[[ Recorded data, beginning ]]
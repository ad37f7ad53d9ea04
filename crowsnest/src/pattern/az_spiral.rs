//! Shallow azimuth spiral: start on the cue bearing and alternate outward
//! (+step, -step, +2·step, ...) until the span is covered. Runs on a single
//! elevation band (the first ladder entry) for cues whose elevation is
//! already trusted.

use shared_types::{Cue, Tile};

use super::{validate_params, wrap_deg_180, PatternError, PatternParams, SearchPattern};

pub struct AzSpiral;

impl SearchPattern for AzSpiral {
    fn name(&self) -> &'static str {
        "az_spiral"
    }

    fn expand(&self, cue: &Cue, params: &PatternParams) -> Result<Vec<Tile>, PatternError> {
        validate_params(params)?;
        let el = params.ladder_elevations_deg[0];

        let mut tiles = vec![Tile::new(wrap_deg_180(cue.bearing_deg), el, params.dwell_ms)];
        let mut offset = params.step_az_deg;
        while offset <= params.span_az_deg + 1e-6 {
            tiles.push(Tile::new(
                wrap_deg_180(cue.bearing_deg + offset),
                el,
                params.dwell_ms,
            ));
            tiles.push(Tile::new(
                wrap_deg_180(cue.bearing_deg - offset),
                el,
                params.dwell_ms,
            ));
            offset += params.step_az_deg;
        }
        Ok(tiles)
    }
}
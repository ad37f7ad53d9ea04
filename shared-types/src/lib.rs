//! Shared types between the search planner and its collaborators
//!
//! These types cross the subsystem boundary:
//! - detector plugins publish cues
//! - the planner publishes sighting reports and status snapshots
//! - modality adapters exchange tiles, observations, and decisions
//!
//! Serializable with serde for JSON over the event bus.

use chrono::{DateTime, Utc};
use serde::{Deserialize, Serialize};
use std::collections::BTreeMap;

// ============================================================================
// Modalities
// ============================================================================

/// Which kind of steerable sensor a cue or adapter refers to.
#[derive(Debug, Clone, Copy, Serialize, Deserialize, PartialEq, Eq, Hash)]
#[serde(rename_all = "snake_case")]
pub enum ModalityKind {
    Vision,
    Radar,
}

impl ModalityKind {
    /// Parse the loose `source_type` tag detectors put on cue payloads.
    /// Anything mentioning "vision" is vision; everything else tasks radar.
    pub fn from_source_tag(tag: &str) -> Self {
        if tag.to_ascii_lowercase().contains("vision") {
            ModalityKind::Vision
        } else {
            ModalityKind::Radar
        }
    }
}

impl std::fmt::Display for ModalityKind {
    fn fmt(&self, f: &mut std::fmt::Formatter<'_>) -> std::fmt::Result {
        match self {
            ModalityKind::Vision => write!(f, "vision"),
            ModalityKind::Radar => write!(f, "radar"),
        }
    }
}

// ============================================================================
// Cue
// ============================================================================

/// Directional hint from a detector that seeds one search task.
///
/// Bearings are relative to bow = 0°, in [0, 360). Immutable after creation.
#[derive(Debug, Clone, Serialize, Deserialize, PartialEq)]
pub struct Cue {
    /// Identifier of the contact this cue refers to
    pub object_id: String,

    /// Bow-relative bearing in degrees, [0, 360)
    pub bearing_deg: f64,

    /// One-sigma bearing uncertainty in degrees, >= 0
    pub bearing_error_deg: f64,

    /// Which sensor family should run the search
    pub modality: ModalityKind,

    /// Detector confidence, 0-100
    pub confidence: u8,

    /// Preemption rank; larger outranks smaller
    pub priority: u8,

    /// When the cue reached the planner
    pub received_at: DateTime<Utc>,

    /// Free-form detector context (day/night, propagation, ...)
    pub context: serde_json::Value,
}

impl Cue {
    /// Reject cues the planner cannot act on. Validation failures are
    /// configuration errors: the task fails at planning time with no
    /// adapter calls made.
    pub fn validate(&self) -> Result<(), String> {
        if !self.bearing_deg.is_finite() || !(0.0..360.0).contains(&self.bearing_deg) {
            return Err(format!("cue bearing out of range: {}", self.bearing_deg));
        }
        if !self.bearing_error_deg.is_finite() || self.bearing_error_deg < 0.0 {
            return Err(format!(
                "cue bearing uncertainty invalid: {}",
                self.bearing_error_deg
            ));
        }
        Ok(())
    }
}

// ============================================================================
// Tiles and dwell results
// ============================================================================

/// One schedulable unit of work: a pointing direction plus a parameter set.
///
/// Azimuth is canonical [-180, 180]; the pattern library wraps before the
/// tile ever reaches an adapter.
#[derive(Debug, Clone, Serialize, Deserialize, PartialEq)]
pub struct Tile {
    pub tile_id: String,
    pub az_deg: f64,
    pub el_deg: f64,
    pub dwell_ms: u64,
    /// Knob name -> value; only capability-allowed knobs survive gating
    pub params: BTreeMap<String, f64>,
}

impl Tile {
    pub fn new(az_deg: f64, el_deg: f64, dwell_ms: u64) -> Self {
        Self {
            tile_id: uuid::Uuid::new_v4().to_string(),
            az_deg,
            el_deg,
            dwell_ms,
            params: BTreeMap::new(),
        }
    }
}

/// Reference to a captured artifact (frame grab, rendered scope).
#[derive(Debug, Clone, Serialize, Deserialize, PartialEq)]
pub struct ArtifactRef {
    pub path: String,
    pub content_type: String,
}

/// What a modality adapter reports for one dispatched tile.
#[derive(Debug, Clone, Serialize, Deserialize, PartialEq)]
pub struct Observation {
    /// Feature name -> value (signal strength, analyzer score, ...)
    pub features: BTreeMap<String, f64>,
    pub artifact: Option<ArtifactRef>,
}

/// The analyzer's verdict for one observation. Always definite: a dwell
/// that produces no verdict surfaces as a timeout, never as a partial
/// decision.
#[derive(Debug, Clone, Serialize, Deserialize, PartialEq)]
pub struct Decision {
    pub confirmed: bool,
    pub score: f64,
    pub meta: serde_json::Value,
}

/// How one dispatched tile ended.
#[derive(Debug, Clone, Copy, Serialize, Deserialize, PartialEq, Eq)]
#[serde(rename_all = "snake_case")]
pub enum DwellOutcome {
    Confirmed,
    NotConfirmed,
    TimedOut,
    Fatal,
}

impl std::fmt::Display for DwellOutcome {
    fn fmt(&self, f: &mut std::fmt::Formatter<'_>) -> std::fmt::Result {
        match self {
            DwellOutcome::Confirmed => write!(f, "confirmed"),
            DwellOutcome::NotConfirmed => write!(f, "not_confirmed"),
            DwellOutcome::TimedOut => write!(f, "timed_out"),
            DwellOutcome::Fatal => write!(f, "fatal"),
        }
    }
}

/// Executed-tile log entry kept on the task and surfaced in the result.
#[derive(Debug, Clone, Serialize, Deserialize, PartialEq)]
pub struct TileRecord {
    pub tile: Tile,
    /// None for a dwell that timed out or failed before a verdict
    pub decision: Option<Decision>,
    pub outcome: DwellOutcome,
    pub elapsed_ms: u64,
}

// ============================================================================
// Planner state machine
// ============================================================================

/// Search planner states. `Done` and `Failed` are per-task terminal states
/// that transition straight back to `Idle`; the terminal outcome lives on
/// the `SearchResult`, not on the status snapshot.
#[derive(Debug, Clone, Copy, Serialize, Deserialize, PartialEq, Eq)]
#[serde(rename_all = "snake_case")]
pub enum SearchState {
    Idle,
    Planning,
    ExecutingTile,
    AwaitingAnalysis,
    Replan,
    Done,
    Failed,
}

impl std::fmt::Display for SearchState {
    fn fmt(&self, f: &mut std::fmt::Formatter<'_>) -> std::fmt::Result {
        match self {
            SearchState::Idle => write!(f, "idle"),
            SearchState::Planning => write!(f, "planning"),
            SearchState::ExecutingTile => write!(f, "executing_tile"),
            SearchState::AwaitingAnalysis => write!(f, "awaiting_analysis"),
            SearchState::Replan => write!(f, "replan"),
            SearchState::Done => write!(f, "done"),
            SearchState::Failed => write!(f, "failed"),
        }
    }
}

/// Why a task ended without a confirmed sighting.
///
/// `NoDetection` is the normal exhaustion outcome; the rest are error
/// conditions. `ZeroBudget`, `InvalidCue`, and `Planning` mean no adapter
/// call was ever made.
#[derive(Debug, Clone, Serialize, Deserialize, PartialEq)]
#[serde(tag = "kind", content = "detail", rename_all = "snake_case")]
pub enum FailureReason {
    InvalidCue(String),
    Planning(String),
    ZeroBudget,
    NoDetection,
    AnalyzerTimeout,
    AdapterFatal(String),
}

impl std::fmt::Display for FailureReason {
    fn fmt(&self, f: &mut std::fmt::Formatter<'_>) -> std::fmt::Result {
        match self {
            FailureReason::InvalidCue(msg) => write!(f, "invalid cue: {msg}"),
            FailureReason::Planning(msg) => write!(f, "planning error: {msg}"),
            FailureReason::ZeroBudget => write!(f, "budget exhausted before first dispatch"),
            FailureReason::NoDetection => write!(f, "no detection, budget exhausted"),
            FailureReason::AnalyzerTimeout => write!(f, "aborted: analyzer timeout"),
            FailureReason::AdapterFatal(msg) => write!(f, "aborted: adapter fault: {msg}"),
        }
    }
}

// ============================================================================
// Results
// ============================================================================

/// Final externally visible outcome of one search task. Produced exactly
/// once at termination; preempted tasks never produce one.
#[derive(Debug, Clone, Serialize, Deserialize, PartialEq)]
pub struct SearchResult {
    pub task_id: String,
    pub found: bool,
    pub time_to_first_true_ms: Option<u64>,
    pub executed: Vec<TileRecord>,
    pub winning_tile: Option<Tile>,
    pub winning_decision: Option<Decision>,
    pub artifact: Option<ArtifactRef>,
    pub failure: Option<FailureReason>,
    pub timeouts: u32,
    pub started_at: DateTime<Utc>,
    pub finished_at: DateTime<Utc>,
}

/// Normalized sighting record published downstream on a confirmed search.
///
/// Field names are the platform wire vocabulary; downstream owns the
/// actual encoding. Range is synthetic until a ranging modality exists,
/// and is flagged as such.
#[derive(Debug, Clone, Serialize, Deserialize, PartialEq)]
pub struct SightingReport {
    pub object_id: String,
    pub time_utc: String,
    pub distance_m: f64,
    pub distance_error_m: f64,
    pub bearing_deg_true: f64,
    pub bearing_error_deg: f64,
    pub altitude_m: f64,
    pub altitude_error_m: f64,
    pub confidence: u8,
    pub range_is_synthetic: bool,
    pub range_method: String,
    #[serde(skip_serializing_if = "Option::is_none")]
    pub artifact_path: Option<String>,
}

// ============================================================================
// Observability
// ============================================================================

/// Read-only status snapshot for operator-facing views.
#[derive(Debug, Clone, Serialize, Deserialize, PartialEq)]
pub struct PlannerStatus {
    pub state: String,
    pub task_id: Option<String>,
    pub last_tile: Option<Tile>,
    pub executed_tiles: u32,
    pub timeouts: u32,
    pub time_remaining_ms: Option<u64>,
    pub artifact: Option<ArtifactRef>,
    pub last_result_found: Option<bool>,
}

impl Default for PlannerStatus {
    fn default() -> Self {
        Self {
            state: SearchState::Idle.to_string(),
            task_id: None,
            last_tile: None,
            executed_tiles: 0,
            timeouts: 0,
            time_remaining_ms: None,
            artifact: None,
            last_result_found: None,
        }
    }
}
[[ Recorded data, end ]]
[What this task involves] The response consists of the lines above that contain "SearchPattern".

[Expected answer]
use super::{validate_params, wrap_deg_180, PatternError, PatternParams, SearchPattern};
impl SearchPattern for AzSpiral {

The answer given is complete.